Analysis of regulatory functions for the region located upstream from the latency-associated transcript (LAT) promoter of pseudorabies virus in cultured cells

The latency-associated transcript (LAT) promoter of pseudorabies virus (PrV) is unique among the many promoters of the viral genome in that it remains active during the latent state. The regulatory mechanism of PrV LAT gene expression is complex and different between latency and lytic infection of cultured cells. Although two different sequences, LAP1 and LAP2, are thought to be involved in LAT gene expression, the function of the upstream region of the LAT promoter (LAP1 and LAP2) remains an enigma, even in cultured cells. To analyze the function of the upstream region, it is necessary to examine the effects of the upstream sequence on LAT gene expression in the absence of other viral proteins.

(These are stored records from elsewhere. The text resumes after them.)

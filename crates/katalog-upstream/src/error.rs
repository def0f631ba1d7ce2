use thiserror::Error;

/// Errors returned by the upstream catalog client.
#[derive(Debug, Error)]
pub enum UpstreamError {
    /// Network, TLS, or timeout failure from the underlying HTTP client.
    #[error("HTTP error: {0}")]
    Http(#[from] reqwest::Error),

    #[error("unexpected HTTP status {status} from {url}")]
    UnexpectedStatus { status: u16, url: String },

    /// The response body could not be deserialized into the expected type.
    #[error("JSON deserialization error for {context}: {source}")]
    Deserialize {
        context: String,
        #[source]
        source: serde_json::Error,
    },

    /// Login answered 2xx but carried no token.
    #[error("upstream login did not return a token")]
    LoginRejected,

    #[error("invalid upstream base URL \"{base_url}\": {reason}")]
    InvalidBaseUrl { base_url: String, reason: String },
}

impl UpstreamError {
    /// `true` when upstream answered but refused the credentials, as opposed
    /// to a transport or protocol failure.
    #[must_use]
    pub fn is_auth_rejection(&self) -> bool {
        matches!(self, UpstreamError::LoginRejected)
    }

    #[must_use]
    pub fn is_timeout(&self) -> bool {
        matches!(self, UpstreamError::Http(e) if e.is_timeout())
    }
}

Transient expression assays were performed by employing a series of reporter plasmids in which various sequences upstream of the LAT promoter (from nucleotide positions -592 to +423 relative to the transcriptional start site of the large latency transcript (LLT)) were linked to the chloramphenicol acetyltransferase (CAT) gene in cells of neuronal and non-neuronal origin. We identified a region (from nucleotide positions -3606 to -1386) that was capable of repressing the LAT promoter activity in Vero cells by analyzing CAT gene expression of the series of reporter plasmids. This effect was not observed in Neuro-2a cells. We have also shown that the LAT promoter activity of the reporter plasmid containing the upstream region was repressed by the immediate-early gene product IE180 in Vero cells, but not in Neuro-2a cells. These results suggest that the upstream region of the LAT promoter may have a role in repressing LAT gene expression in cultured non-neuronal cells.